Внешне Бёме был невысок, у него была короткая, тонкая борода, слабый голос и глаза сероватого оттенка. Он не обладал достаточной физической силой; тем не менее, ничего не известно о том, что он когда-либо болел какой-либо другой болезнью, кроме той, которая стала причиной его смерти. Но если Якоб Бёме был мал телом, то он был гигантом в интеллекте и сильным духом. Его руки не могли совершить ничего более великого, чем писать и делать обувь, но сила Божья, проявившаяся в том, казалось бы, незначительном организме и соединении элементов и духовных принципов, которое представлял собой человек Якоб Бёме на этом земном шаре, была достаточно сильна, чтобы низвергнуть и продолжает низвергать самые окаменелые и гигантские суеверия, существовавшие в его собственном и последующих веках.
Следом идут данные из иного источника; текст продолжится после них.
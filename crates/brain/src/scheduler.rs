//! Intelligent task scheduling: the dispatch-decision oracle and the
//! in-memory priority queue of held-back tasks.

use tracing::{debug, info, warn};

use soms_world::WorldModel;

/// Queued tasks older than this are force-dispatched.
const MAX_QUEUE_AGE_SECS: f64 = 24.0 * 3600.0;

/// A task the oracle decided to hold back, waiting for better conditions.
#[derive(Debug, Clone)]
pub struct QueuedTask {
    pub task_id: i64,
    pub title: String,
    pub urgency: i64,
    pub zone: Option<String>,
    pub min_people_required: i64,
    pub estimated_duration: i64,
    pub created_at: f64,
    pub deadline: Option<f64>,
}

impl QueuedTask {
    /// Priority score for queue ordering; higher is served first.
    ///
    /// urgency × 1000, plus one point per hour waited, plus a deadline
    /// proximity bonus (100 inside 2 h, 50 inside 6 h).
    pub fn priority(&self, now: f64) -> f64 {
        let mut priority = (self.urgency * 1000) as f64;
        priority += (now - self.created_at) / 3600.0;
        if let Some(deadline) = self.deadline {
            let hours_left = (deadline - now) / 3600.0;
            if hours_left < 2.0 {
                priority += 100.0;
            } else if hours_left < 6.0 {
                priority += 50.0;
            }
        }
        priority
    }

    pub fn is_stale(&self, now: f64) -> bool {
        now - self.created_at > MAX_QUEUE_AGE_SECS
    }
}

/// Inputs to the dispatch oracle.
#[derive(Debug, Clone)]
pub struct DispatchQuery<'a> {
    pub urgency: i64,
    pub zone: Option<&'a str>,
    pub min_people_required: i64,
    pub interruptible: bool,
}

/// First matching rule wins; the reason string is logged and surfaced.
pub fn should_dispatch_now(
    world: &WorldModel,
    query: &DispatchQuery<'_>,
    local_hour: u32,
    active_hours: (u32, u32),
) -> (bool, String) {
    if query.urgency >= 4 {
        return (true, "Critical urgency".to_string());
    }
    let Some(zone_id) = query.zone else {
        return (true, "No zone constraint".to_string());
    };
    let Some(zone) = world.get_zone(zone_id) else {
        return (false, format!("Zone '{zone_id}' not active yet"));
    };

    let people = zone.occupancy.person_count as i64;
    if people < query.min_people_required {
        return (
            false,
            format!(
                "Not enough people in {zone_id} ({people}/{})",
                query.min_people_required
            ),
        );
    }

    if !query.interruptible && query.urgency < 3 {
        let dominant = zone.occupancy.dominant_activity();
        if dominant.to_lowercase().contains("focused") {
            return (
                false,
                format!("Users in {zone_id} are focused (non-interruptible task)"),
            );
        }
    }

    if query.urgency >= 3 {
        return (true, format!("High urgency ({})", query.urgency));
    }

    let (start, end) = active_hours;
    if (local_hour < start || local_hour > end) && query.urgency < 3 {
        return (
            false,
            format!("Outside preferred hours ({start}:00-{end}:00)"),
        );
    }

    if people > 0 {
        return (true, format!("Zone {zone_id} occupied ({people} people)"));
    }
    (false, format!("Zone {zone_id} is empty"))
}

/// Priority queue plus the re-evaluation pass run at the top of every
/// cognitive cycle.
#[derive(Debug, Default)]
pub struct TaskScheduler {
    queue: Vec<QueuedTask>,
}

impl TaskScheduler {
    pub fn len(&self) -> usize {
        self.queue.len()
    }

    pub fn is_empty(&self) -> bool {
        self.queue.is_empty()
    }

    /// Hold a task back. The caller has already created it queued in the
    /// task store.
    pub fn enqueue(&mut self, task: QueuedTask) {
        info!(task = task.task_id, title = %task.title, "task queued");
        self.queue.push(task);
    }

    /// Re-evaluate every queued task through the oracle. Returns the tasks
    /// to dispatch now (in priority order); the rest stay queued.
    pub fn process_queue(
        &mut self,
        world: &WorldModel,
        local_hour: u32,
        active_hours: (u32, u32),
        now: f64,
    ) -> Vec<QueuedTask> {
        if self.queue.is_empty() {
            return Vec::new();
        }
        debug!(waiting = self.queue.len(), "processing task queue");

        let mut pending = std::mem::take(&mut self.queue);
        pending.sort_by(|a, b| b.priority(now).total_cmp(&a.priority(now)));

        let mut dispatch = Vec::new();
        for task in pending {
            let query = DispatchQuery {
                urgency: task.urgency,
                zone: task.zone.as_deref(),
                min_people_required: task.min_people_required,
                interruptible: true,
            };
            let (should_dispatch, reason) =
                should_dispatch_now(world, &query, local_hour, active_hours);
            if should_dispatch {
                info!(task = task.task_id, reason = %reason, "dispatching queued task");
                dispatch.push(task);
            } else if task.is_stale(now) {
                warn!(task = task.task_id, "force dispatching stale task (queued over 24h)");
                dispatch.push(task);
            } else {
                self.queue.push(task);
            }
        }
        dispatch
    }
}

#[cfg(test)]
mod tests {
    use super::*;
    use serde_json::json;

    const ACTIVE_HOURS: (u32, u32) = (7, 22);

    fn world_with_people(zone: &str, count: u32) -> WorldModel {
        let mut world = WorldModel::new();
        world.update_at(
            &format!("office/{zone}/camera/cam_01"),
            &json!({"person_count": count}),
            0.0,
        );
        world
    }

    fn query(urgency: i64, zone: Option<&str>, min_people: i64) -> DispatchQuery<'_> {
        DispatchQuery {
            urgency,
            zone,
            min_people_required: min_people,
            interruptible: true,
        }
    }

    fn queued(task_id: i64, urgency: i64, zone: &str, min_people: i64, created_at: f64) -> QueuedTask {
        QueuedTask {
            task_id,
            title: format!("task {task_id}"),
            urgency,
            zone: Some(zone.to_string()),
            min_people_required: min_people,
            estimated_duration: 10,
            created_at,
            deadline: None,
        }
    }

    #[test]
    fn critical_urgency_always_dispatches() {
        let world = WorldModel::new();
        let (dispatch, reason) =
            should_dispatch_now(&world, &query(4, Some("nowhere"), 99), 3, ACTIVE_HOURS);
        assert!(dispatch);
        assert_eq!(reason, "Critical urgency");
    }

    #[test]
    fn zoneless_tasks_dispatch_immediately() {
        let world = WorldModel::new();
        let (dispatch, _) = should_dispatch_now(&world, &query(1, None, 1), 12, ACTIVE_HOURS);
        assert!(dispatch);
    }

    #[test]
    fn unknown_zone_queues() {
        let world = WorldModel::new();
        let (dispatch, reason) =
            should_dispatch_now(&world, &query(2, Some("main"), 1), 12, ACTIVE_HOURS);
        assert!(!dispatch);
        assert!(reason.contains("not active"));
    }

    #[test]
    fn min_people_requirement_queues() {
        let world = world_with_people("main", 1);
        let (dispatch, _) = should_dispatch_now(&world, &query(2, Some("main"), 2), 12, ACTIVE_HOURS);
        assert!(!dispatch);
        let world = world_with_people("main", 2);
        let (dispatch, _) = should_dispatch_now(&world, &query(2, Some("main"), 2), 12, ACTIVE_HOURS);
        assert!(dispatch);
    }

    #[test]
    fn focused_zone_blocks_non_interruptible_low_urgency() {
        let mut world = world_with_people("main", 2);
        world.update_at(
            "office/main/camera/cam_01",
            &json!({"person_count": 2, "activity_distribution": {"focused": 2}}),
            1.0,
        );
        let blocked = DispatchQuery {
            urgency: 2,
            zone: Some("main"),
            min_people_required: 1,
            interruptible: false,
        };
        let (dispatch, reason) = should_dispatch_now(&world, &blocked, 12, ACTIVE_HOURS);
        assert!(!dispatch);
        assert!(reason.contains("focused"));

        // Interruptible or high-urgency versions go through.
        let (dispatch, _) = should_dispatch_now(&world, &query(2, Some("main"), 1), 12, ACTIVE_HOURS);
        assert!(dispatch);
        let urgent = DispatchQuery { urgency: 3, ..blocked };
        let (dispatch, _) = should_dispatch_now(&world, &urgent, 12, ACTIVE_HOURS);
        assert!(dispatch);
    }

    #[test]
    fn night_hours_queue_low_urgency() {
        let world = world_with_people("main", 2);
        let (dispatch, reason) = should_dispatch_now(&world, &query(2, Some("main"), 1), 23, ACTIVE_HOURS);
        assert!(!dispatch);
        assert!(reason.contains("hours"));
        let (dispatch, _) = should_dispatch_now(&world, &query(3, Some("main"), 1), 23, ACTIVE_HOURS);
        assert!(dispatch);
    }

    #[test]
    fn empty_zone_queues() {
        let mut world = world_with_people("main", 1);
        world.update_at("office/main/camera/cam_01", &json!({"person_count": 0}), 1.0);
        let (dispatch, reason) = should_dispatch_now(&world, &query(2, Some("main"), 0), 12, ACTIVE_HOURS);
        assert!(!dispatch);
        assert!(reason.contains("empty"));
    }

    #[test]
    fn priority_orders_by_urgency_then_age_and_deadline() {
        let now = 100_000.0;
        let old_low = queued(1, 1, "a", 1, now - 7200.0);
        let fresh_high = queued(2, 3, "a", 1, now);
        assert!(fresh_high.priority(now) > old_low.priority(now));

        let mut with_deadline = queued(3, 1, "a", 1, now);
        with_deadline.deadline = Some(now + 3600.0);
        assert!(with_deadline.priority(now) > old_low.priority(now) + 90.0);
    }

    #[test]
    fn queue_dispatches_when_conditions_change() {
        let mut scheduler = TaskScheduler::default();
        let world = world_with_people("main", 1);
        scheduler.enqueue(queued(1, 2, "main", 2, 0.0));

        // One person present, two required: stays queued.
        let dispatched = scheduler.process_queue(&world, 12, ACTIVE_HOURS, 10.0);
        assert!(dispatched.is_empty());
        assert_eq!(scheduler.len(), 1);

        // Second person arrives: next cycle dispatches it.
        let world = world_with_people("main", 2);
        let dispatched = scheduler.process_queue(&world, 12, ACTIVE_HOURS, 20.0);
        assert_eq!(dispatched.len(), 1);
        assert_eq!(dispatched[0].task_id, 1);
        assert!(scheduler.is_empty());
    }

    #[test]
    fn stale_tasks_are_force_dispatched() {
        let mut scheduler = TaskScheduler::default();
        let world = WorldModel::new();
        // Zone unknown forever, but the task has waited over 24 hours.
        scheduler.enqueue(queued(1, 2, "ghost_zone", 1, 0.0));
        let dispatched = scheduler.process_queue(&world, 12, ACTIVE_HOURS, 25.0 * 3600.0);
        assert_eq!(dispatched.len(), 1);
    }

    #[test]
    fn higher_priority_tasks_dispatch_first() {
        let mut scheduler = TaskScheduler::default();
        let world = world_with_people("main", 3);
        scheduler.enqueue(queued(1, 1, "main", 1, 0.0));
        scheduler.enqueue(queued(2, 3, "main", 1, 0.0));
        let dispatched = scheduler.process_queue(&world, 12, ACTIVE_HOURS, 10.0);
        assert_eq!(dispatched[0].task_id, 2);
        assert_eq!(dispatched[1].task_id, 1);
    }
}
Его «Дух» все ещё сражается с силами тьмы, и Свет, зажжённый в душе бедного маленького Якоба Бёме, всё ещё освещает мир, становясь всё больше и ярче день ото дня, по мере того как человечество становится всё более способным видеть его, принимать и постигать его идеи. Его дух, или, правильнее сказать, Дух Истины, проявившийся в трудах Якоба Бёме, постепенно оживляет старую теологию, убивая клерикализм и фанатизм, суеверие и невежество, гигантских монстров, которые опустошали мир на протяжении веков, и которым было принесено в жертву больше жертв, чем погибло от рук бога войны, моровой язвы и наркотиков. Мыслящая часть человечества начинает понимать, что существует огромная разница между истинным духом христианской религии и той внешней формой, в которой она представлена для вульгарного ума. Даже лучший класс духовенства – то есть те, кто не полностью поглощён догматическими мнениями, которые были привиты их уму в школах, но кто осмеливается искать самопознания в Боге – знают, что цепляние за внешние формы религии мешает разуму проникнуть в их глубину и постичь дух, который породил эти формы и который един во всех великих религиях, ибо истина универсальна, проста и едина; только учёные видят её во множестве аспектов и рассматривают её сквозь разноцветные стекла.